Digitalising drug discovery
The oceans of health data out there can be overwhelming for pharma companies to manage – but if extracted correctly, the prospect to develop drugs from scratch in as little as a year is very real, says Lifebit CEO, Dr Maria Chatzou Dunford.
As data and digital technology become vital to every aspect of life sciences, the industry is increasingly looking beyond biologists, chemists, and doctors to drive its drug development – and finding that technology has a chief role to play in the future of medicine.

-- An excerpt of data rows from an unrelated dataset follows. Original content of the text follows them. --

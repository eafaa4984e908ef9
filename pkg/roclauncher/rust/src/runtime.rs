// Unless explicitly stated otherwise all files in this repository are licensed
// under the Apache License Version 2.0.
// This product includes software developed at Datadog (https://www.datadoghq.com/).
// Copyright 2026-present Datadog, Inc.

use crate::command::DockerRun;
use crate::errors::{LaunchError, Result};
use log::debug;
use std::fmt;
use std::process::Stdio;
use tokio::process::Command;

/// Captured result of a finished runtime command.
#[derive(Debug, Clone, PartialEq, Eq)]
pub struct RunOutput {
    /// Exit code; `-1` when the process was killed by a signal.
    pub exit_code: i32,
    pub stdout: String,
    pub stderr: String,
}

impl RunOutput {
    pub fn success(&self) -> bool {
        self.exit_code == 0
    }
}

/// Container state as reported by `docker inspect`.
#[derive(Debug, Clone, PartialEq, Eq)]
pub enum ContainerStatus {
    Created,
    Running,
    Restarting,
    Paused,
    Exited,
    Dead,
    Other(String),
}

impl ContainerStatus {
    pub fn parse(raw: &str) -> Self {
        match raw.trim() {
            "created" => ContainerStatus::Created,
            "running" => ContainerStatus::Running,
            "restarting" => ContainerStatus::Restarting,
            "paused" => ContainerStatus::Paused,
            "exited" => ContainerStatus::Exited,
            "dead" => ContainerStatus::Dead,
            other => ContainerStatus::Other(other.to_string()),
        }
    }

    /// The container stopped and will not come back on its own.
    pub fn is_terminal(&self) -> bool {
        matches!(self, ContainerStatus::Exited | ContainerStatus::Dead)
    }
}

impl fmt::Display for ContainerStatus {
    fn fmt(&self, f: &mut fmt::Formatter<'_>) -> fmt::Result {
        match self {
            ContainerStatus::Created => write!(f, "created"),
            ContainerStatus::Running => write!(f, "running"),
            ContainerStatus::Restarting => write!(f, "restarting"),
            ContainerStatus::Paused => write!(f, "paused"),
            ContainerStatus::Exited => write!(f, "exited"),
            ContainerStatus::Dead => write!(f, "dead"),
            ContainerStatus::Other(s) => write!(f, "{s}"),
        }
    }
}

/// Port to the container runtime. The launcher only ever talks to the
/// runtime through this trait.
#[allow(async_fn_in_trait)]
pub trait ContainerRuntime {
    /// Execute the assembled `docker run` and wait for the CLI to return.
    async fn run(&self, cmd: &DockerRun) -> Result<RunOutput>;

    /// Current status of the named container, or `None` if it does not exist.
    async fn status(&self, name: &str) -> Result<Option<ContainerStatus>>;

    /// Force-remove the named container.
    async fn remove(&self, name: &str) -> Result<()>;
}

/// [`ContainerRuntime`] backed by the `docker` command-line client.
#[derive(Debug, Clone)]
pub struct DockerCli {
    bin: String,
}

impl DockerCli {
    pub fn new(bin: impl Into<String>) -> Self {
        Self { bin: bin.into() }
    }

    async fn exec<I, S>(&self, program: &str, args: I) -> Result<RunOutput>
    where
        I: IntoIterator<Item = S>,
        S: AsRef<std::ffi::OsStr>,
    {
        let output = Command::new(program)
            .args(args)
            .stdin(Stdio::null())
            .stdout(Stdio::piped())
            .stderr(Stdio::piped())
            .output()
            .await
            .map_err(|e| LaunchError::io(format!("failed to execute {program}"), e))?;

        Ok(RunOutput {
            exit_code: output.status.code().unwrap_or(-1),
            stdout: String::from_utf8_lossy(&output.stdout).into_owned(),
            stderr: String::from_utf8_lossy(&output.stderr).into_owned(),
        })
    }
}

impl ContainerRuntime for DockerCli {
    async fn run(&self, cmd: &DockerRun) -> Result<RunOutput> {
        self.exec(&self.bin, cmd.args()).await
    }

    async fn status(&self, name: &str) -> Result<Option<ContainerStatus>> {
        let out = self
            .exec(
                &self.bin,
                ["inspect", "--type", "container", "--format", "{{.State.Status}}", name],
            )
            .await?;
        if !out.success() {
            debug!("[{name}] inspect returned {}: {}", out.exit_code, out.stderr.trim());
            return Ok(None);
        }
        Ok(Some(ContainerStatus::parse(&out.stdout)))
    }

    async fn remove(&self, name: &str) -> Result<()> {
        let out = self.exec(&self.bin, ["rm", "-f", name]).await?;
        if !out.success() {
            return Err(LaunchError::RemoveFailed {
                name: name.to_string(),
                stderr: out.stderr.trim().to_string(),
            });
        }
        Ok(())
    }
}

#[cfg(all(test, unix))]
#[allow(clippy::unwrap_used, clippy::panic)]
mod tests {
    use super::*;
    use crate::config::{LaunchConfig, RawInputs};
    use crate::patterns::PatternFile;
    use std::os::unix::fs::PermissionsExt;
    use std::path::Path;

    /// Write an executable shell script standing in for the docker client.
    fn fake_docker(dir: &Path, body: &str) -> String {
        let path = dir.join("docker");
        std::fs::write(&path, format!("#!/bin/sh\n{body}\n")).unwrap();
        std::fs::set_permissions(&path, std::fs::Permissions::from_mode(0o755)).unwrap();
        path.to_string_lossy().into_owned()
    }

    #[test]
    fn test_status_parse() {
        assert_eq!(ContainerStatus::parse("running\n"), ContainerStatus::Running);
        assert_eq!(ContainerStatus::parse("exited"), ContainerStatus::Exited);
        assert!(ContainerStatus::parse("dead").is_terminal());
        assert!(!ContainerStatus::parse("restarting").is_terminal());
        assert_eq!(
            ContainerStatus::parse("removing"),
            ContainerStatus::Other("removing".into())
        );
    }

    #[tokio::test]
    async fn test_exec_captures_output() {
        let dir = tempfile::tempdir().unwrap();
        let bin = fake_docker(dir.path(), "echo \"$@\"; echo oops >&2; exit 3");
        let cli = DockerCli::new(&bin);

        let out = cli.exec(&bin, ["a", "b"]).await.unwrap();
        assert_eq!(out.exit_code, 3);
        assert_eq!(out.stdout, "a b\n");
        assert_eq!(out.stderr, "oops\n");
        assert!(!out.success());
    }

    #[tokio::test]
    async fn test_exec_missing_binary() {
        let cli = DockerCli::new("/nonexistent/docker");
        assert!(matches!(
            cli.exec("/nonexistent/docker", ["ps"]).await,
            Err(LaunchError::Io { .. })
        ));
    }

    #[tokio::test]
    async fn test_status_running() {
        let dir = tempfile::tempdir().unwrap();
        let bin = fake_docker(dir.path(), "echo running");
        let status = DockerCli::new(bin).status("roc").await.unwrap();
        assert_eq!(status, Some(ContainerStatus::Running));
    }

    #[tokio::test]
    async fn test_status_no_such_container() {
        let dir = tempfile::tempdir().unwrap();
        let bin = fake_docker(dir.path(), "echo 'Error: No such object: roc' >&2; exit 1");
        let status = DockerCli::new(bin).status("roc").await.unwrap();
        assert_eq!(status, None);
    }

    #[tokio::test]
    async fn test_run_uses_runtime_binary() {
        let dir = tempfile::tempdir().unwrap();
        let bin = fake_docker(dir.path(), "echo \"$@\"");
        let config = LaunchConfig::from_inputs(RawInputs {
            server_url: Some("https://roc.example.com".into()),
            api_key: Some("k".into()),
            patterns_yaml: Some("p: 1\n".into()),
            docker_bin: Some("/nonexistent/docker".into()),
            ..Default::default()
        })
        .unwrap();
        let patterns = PatternFile {
            host_path: dir.path().join("pattern.yaml"),
            container_path: "/tmp/roc-config/pattern.yaml".into(),
        };
        let cmd = DockerRun::build(&config, &[], &patterns);

        let out = DockerCli::new(bin).run(&cmd).await.unwrap();
        assert!(out.success());
        assert!(out.stdout.starts_with("run -d --name roc-action-container"));
    }

    #[tokio::test]
    async fn test_remove_failure() {
        let dir = tempfile::tempdir().unwrap();
        let bin = fake_docker(dir.path(), "echo 'permission denied' >&2; exit 1");
        match DockerCli::new(bin).remove("roc").await {
            Err(LaunchError::RemoveFailed { name, stderr }) => {
                assert_eq!(name, "roc");
                assert_eq!(stderr, "permission denied");
            }
            other => panic!("expected RemoveFailed, got {other:?}"),
        }
    }
}
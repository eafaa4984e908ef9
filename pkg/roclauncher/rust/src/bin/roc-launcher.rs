// Unless explicitly stated otherwise all files in this repository are licensed
// under the Apache License Version 2.0.
// This product includes software developed at Datadog (https://www.datadoghq.com/).
// Copyright 2026-present Datadog, Inc.

use anyhow::{Context, Result};
use clap::Parser;
use log::{error, info};
use roc_launcher::cli::Cli;
use roc_launcher::outputs::{StepOutputs, add_mask, error_annotation};
use roc_launcher::{DockerCli, LaunchConfig, RawInputs, WorkspaceContext, launch, prepare};
use std::process::ExitCode;

#[allow(clippy::print_stdout, clippy::print_stderr)]
#[tokio::main(flavor = "current_thread")]
async fn main() -> ExitCode {
    let cli = Cli::parse();
    if let Err(e) = simple_logger::init_with_level(cli.log_level()) {
        eprintln!("failed to initialize logger: {e}");
    }
    info!(
        "roc-launcher starting (version {})",
        env!("CARGO_PKG_VERSION")
    );

    match run(&cli).await {
        Ok(()) => ExitCode::SUCCESS,
        Err(e) => {
            error!("{e:#}");
            println!("{}", error_annotation(&format!("{e:#}")));
            ExitCode::FAILURE
        }
    }
}

#[allow(clippy::print_stdout)]
async fn run(cli: &Cli) -> Result<()> {
    let file_inputs = match cli.config_file {
        Some(ref path) => RawInputs::from_yaml_file(path)
            .with_context(|| format!("loading config file {}", path.display()))?,
        None => RawInputs::default(),
    };
    let env_inputs = RawInputs::from_env().context("reading step inputs")?;
    let inputs = file_inputs.overlay(env_inputs).overlay(cli.inputs());

    let config = LaunchConfig::from_inputs(inputs)?;
    if std::env::var("GITHUB_ACTIONS").is_ok_and(|v| v == "true") {
        println!("{}", add_mask(config.api_key.expose()));
    }

    let ctx = WorkspaceContext::detect(cli.workspace.clone());
    info!("workspace: {}", ctx.root().display());

    if cli.dry_run {
        let plan = prepare(&config, &ctx).await?;
        println!("{}", plan.command.redacted());
        return Ok(());
    }

    let runtime = DockerCli::new(config.docker_bin.clone());
    let mut outputs = StepOutputs::from_env();
    let result = launch(&config, &ctx, &runtime, &mut outputs).await?;
    info!(
        "launched '{}' (id={}, exit code {})",
        result.container.name, result.container.id, result.exit_code
    );
    Ok(())
}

According to an article by Stephens, Zachary D., et al. on Big data: astronomical or genomical?., by 2025 more than 500 million human genomes will be sequenced, creating more data than YouTube and Twitter combined. Mining this data to advance drug discovery and new scientific breakthroughs relies on overcoming the overwhelming conundrum of extracting meaningful insights from massive data that is distributed, non-standardised, complex, and inaccessible to most.
Dr Maria Chatzou Dunford, a bioinformatician by background, recognised the fundamental role technology could play in accelerating drug discovery through overcoming these challenges, and as a result founded AI-bioinformatics technology company Lifebit in 2017.
Lifebit’s mission is to revolutionise bioinformatics and biomedical data analysis by bringing together biobanks from across the globe to create an “access portal to the world’s clinico-genomic data,” Dunford says. The company’s Lifebit CloudOS platform enables researchers to query, analyse, and collaborate across large distributed sets of genomic and medical data regardless of where it resides.